● Exercise objective
Word for word, copy out the records given below.

● Supplied records
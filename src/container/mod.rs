//! Component registry and dependency wiring.
//!
//! Components are registered explicitly during startup, each as a singleton
//! `Arc`. A component can be resolved by its concrete type or by the first
//! capability (`dyn Trait`) it declares. The wiring pass then fills every
//! [`Inject`] slot from the registry.

mod registry;
mod wiring;

pub use registry::{
    CapabilityKey, Component, ComponentDef, ComponentDescriptor, ComponentKind, ControllerHandle,
    Lifecycle, Registry, ResolveError,
};
pub use wiring::{wire_all, Inject, Injector, WiringGap, WiringReport};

● Response to the task
filename src/container/mod.rs
//! Component registry and dependency wiring.
//!
//! Components are registered explicitly during startup, each as a singleton
//! `Arc`. A component can be resolved by its concrete type or by the first
//! capability (`dyn Trait`) it declares. The wiring pass then fills every
//! [`Inject`] slot from the registry.

mod registry;
mod wiring;

pub use registry::{
    CapabilityKey, Component, ComponentDef, ComponentDescriptor, ComponentKind, ControllerHandle,
    Lifecycle, Registry, ResolveError,
};
pub use wiring::{wire_all, Inject, Injector, WiringGap, WiringReport};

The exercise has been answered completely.